Kilty a man with a mission in Rio for Team Ireland

A small ante room in the Westbury Hotel yesterday morning is the setting.

Kilty a man with a mission in Rio for Team Ireland

Paul McGinley’s glaringly green golf sweater isn’t so much loud as ear-splitting (and eye-watering) in a gathering of otherwise sober suits and dark jackets, none of which are divested until the new arrivals have had some minutes to fully shake the winter cold from their bones.

McGinley would still have stood out had his jumper not.

Lauded for his captain’s role in Europe’s recent Ryder Cup triumph at Gleneagles, his unveiling as team leader for Ireland’s golfers at the 2016 Olympic Games in Rio all but stole the show at a press conference where 16 other team ‘skippers’ and €2m in extra funding were also announced to a sizeable audience.

Sitting at the top table — along with McGinley, the Olympic Council of Ireland’s Pat Hickey and Minister for State Michael Ring — was a man whose face few would know, but whose responsibility it ultimately is to deliver a smooth and satisfying experience for all 60-plus or so of the Irish athletes expected to qualify for the event in Brazil.

His name is Kevin Kilty and he is Ireland’s latest chef de mission.

As a role, his is not unlike that of a referee, in that it is only when the proverbial hits the fan that the unfortunate chef de mission is thrust front and centre and into the limelight, but Kilty is already elbow deep in the process of ensuring that there will be no media firestorms over unsuitable accommodation or the like come 2016.

By the time the Olympics swings around in 20 months’ time, he will have already travelled to Brazil at least five times to dot the infinite number of i’s and cross the endless t’s and it is, in so many ways, a far more complicated task than that faced by his predecessor, Sonia O’Sullivan, given the geographical and other disparities between London and Rio.

“London was a home Games in the sense that we could keep athletes at home and send them in very much at the last minute,” said Kilty yesterday. “The closest (advantage) we have next time is that the time difference is not too bad.
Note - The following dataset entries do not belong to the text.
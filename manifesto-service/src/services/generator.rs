//! Manifesto drafting: prompt construction and the bounded model call.

use crate::error::ManifestoError;
use crate::services::metrics;
use crate::services::providers::{GenerationParams, TextProvider};
use std::sync::Arc;
use std::time::{Duration, Instant};

/// Sections every generated manifesto must contain, in order.
pub const MANIFESTO_SECTIONS: [&str; 5] = [
    "Introduction",
    "Vision Statement",
    "Key Issues & Proposed Solutions",
    "Policy Priorities",
    "Conclusion",
];

/// Render the drafting prompt. Values are interpolated verbatim.
pub fn build_prompt(party_name: &str, issues: &str, policies: &str, vision: &str) -> String {
    let sections: String = MANIFESTO_SECTIONS
        .iter()
        .enumerate()
        .map(|(i, section)| format!("{}. {}\n", i + 1, section))
        .collect();

    format!(
        "Draft an election manifesto for the political organization \"{party_name}\".\n\
         \n\
         Key Issues: {issues}\n\
         Policy Priorities: {policies}\n\
         Vision: {vision}\n\
         \n\
         The manifesto should be well-structured with these sections:\n\
         {sections}\
         \n\
         Use a professional, formal, and inspirational tone.\n"
    )
}

/// Builds prompts and sends them to the injected text provider.
#[derive(Clone)]
pub struct ManifestoGenerator {
    provider: Arc<dyn TextProvider>,
    params: GenerationParams,
    timeout: Duration,
}

impl ManifestoGenerator {
    pub fn new(provider: Arc<dyn TextProvider>, params: GenerationParams, timeout: Duration) -> Self {
        Self {
            provider,
            params,
            timeout,
        }
    }

    pub fn provider(&self) -> &Arc<dyn TextProvider> {
        &self.provider
    }

    /// Draft a manifesto and return the model's text unmodified.
    ///
    /// Exactly one provider call is made. Provider failures surface as
    /// [`ManifestoError::Generation`]; exceeding the configured timeout
    /// surfaces as [`ManifestoError::Timeout`].
    pub async fn generate(
        &self,
        party_name: &str,
        issues: &str,
        policies: &str,
        vision: &str,
    ) -> Result<String, ManifestoError> {
        let prompt = build_prompt(party_name, issues, policies, vision);
        let provider_name = self.provider.name();
        let model = self.provider.model();

        let start = Instant::now();
        let outcome =
            tokio::time::timeout(self.timeout, self.provider.generate(&prompt, &self.params)).await;
        let elapsed = start.elapsed().as_secs_f64();
        metrics::record_provider_latency(provider_name, model, elapsed);

        match outcome {
            Ok(Ok(response)) => {
                metrics::record_tokens(model, response.input_tokens, response.output_tokens);
                metrics::record_generation(model, "success", response.finish_reason.as_str());
                tracing::info!(
                    provider = provider_name,
                    model,
                    input_tokens = response.input_tokens,
                    output_tokens = response.output_tokens,
                    latency_secs = elapsed,
                    "Manifesto generated"
                );
                Ok(response.text)
            }
            Ok(Err(e)) => {
                metrics::record_provider_error(provider_name, e.kind());
                metrics::record_generation(model, "error", "error");
                tracing::error!(provider = provider_name, model, error = %e, "Manifesto generation failed");
                Err(ManifestoError::Generation(e))
            }
            Err(_) => {
                metrics::record_provider_error(provider_name, "timeout");
                metrics::record_generation(model, "timeout", "error");
                tracing::error!(
                    provider = provider_name,
                    model,
                    timeout_secs = self.timeout.as_secs(),
                    "Manifesto generation timed out"
                );
                Err(ManifestoError::Timeout(self.timeout))
            }
        }
    }
}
It’s going to be slightly different. We’re not going to be able to shuttle people backwards and forwards like we did in London and to get across London was quite easy.”

Ireland’s pre-Games holding camp two years ago was in St Mary’s University near Twickenham. Roughly, it was a 75-minute journey by rail and Underground to Olympic Park. The base in Brazil is in Uberlandia which, to reach the Olympic venues in 2016, will involve a flight that takes twice as long, but Kilty & Co. are confident they have found the ideal springboard from which to launch the team’s bid.
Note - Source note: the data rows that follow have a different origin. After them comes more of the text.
use axum::{
    extract::{rejection::JsonRejection, State},
    Extension, Json,
};
use service_core::middleware::tracing::RequestId;

use crate::error::ManifestoError;
use crate::models::{ManifestoRequest, ManifestoResponse};
use crate::startup::AppState;

/// Draft a manifesto from the submitted form.
///
/// POST /generate_manifesto
#[tracing::instrument(
    name = "generate_manifesto",
    skip(state, request_id, payload),
    fields(request_id = tracing::field::Empty)
)]
pub async fn generate_manifesto(
    State(state): State<AppState>,
    request_id: Option<Extension<RequestId>>,
    payload: Result<Json<ManifestoRequest>, JsonRejection>,
) -> Result<Json<ManifestoResponse>, ManifestoError> {
    if let Some(Extension(id)) = &request_id {
        tracing::Span::current().record("request_id", tracing::field::display(id));
    }

    let Json(request) = payload.map_err(|rejection| {
        tracing::warn!(error = %rejection.body_text(), "Rejected manifesto request body");
        ManifestoError::MalformedBody(rejection.body_text())
    })?;

    let fields = request.validate().inspect_err(|_| {
        tracing::info!("Manifesto request is missing required fields");
    })?;

    tracing::info!(party_name = %fields.party_name(), "Generating manifesto");

    let manifesto = state
        .generator
        .generate(
            fields.party_name(),
            fields.issues(),
            fields.policies(),
            fields.vision(),
        )
        .await?;

    Ok(Json(ManifestoResponse::success(manifesto, fields.filename())))
}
Uberlandia, a city of over 600,000 and whose name translates roughly as ‘Fertile Land’, certainly sounds promising. It’s safe for a start, by Brazilian standards. Team Ireland will be based in the newly-built Hotel Plaza and prepare in the Praia Club, a members-only affair with, in what sounds kinda like a contradiction, a membership of 25,000.

All events need to be prepared for.

Portuguese doesn’t exactly trip off most Irish people’s tongues so an ex-pat living in Uberlandia this last three decades will play middle man for the various parties who visit between now and showtime. Near the top of the priorities are medical facilities. Uberlandia’s hospital, for instance, is just 10 minutes from the team base and everything is being rubber-stamped by people in the know.

“We have already had one medical doctor out there with us, Dave Fegan, who is an expert in infectious diseases,” said Kilty. “He came out with me in April of this year and that was specifically because we had some concerns about the water quality at the sailing venue.

“We made connections with the medical facilities in Uberlandia and also with the medical staff of the Rio organising committee. We are bringing out a bigger medical group next and headed by Dr Sean Gaines who is chief medical officer of the OCI. We also have (the IRFU’s medical chief) Rod McLaughlin and Aidan Woods, our physiotherapist, going out.”

Kilty’s last visit was back in August, a deliberately timed trip that coincided with the time of year when the Games will take place. The good news is that the temperatures and humidity will be nothing like Beijing in 2008. Neither will smog be a factor in a city that nestles in a hollow between sea and mountains and which lacks for major industries.

If it all seems a long way away now, that’s understandable. Ireland’s only confirmed participants so far are limited to eventing and sailing, but the trickle will morph into a steady flow throughout 2015, by the end of which the vast majority of Kilty’s work will have been done.

And, all going well, we won’t see much of him come the gig itself.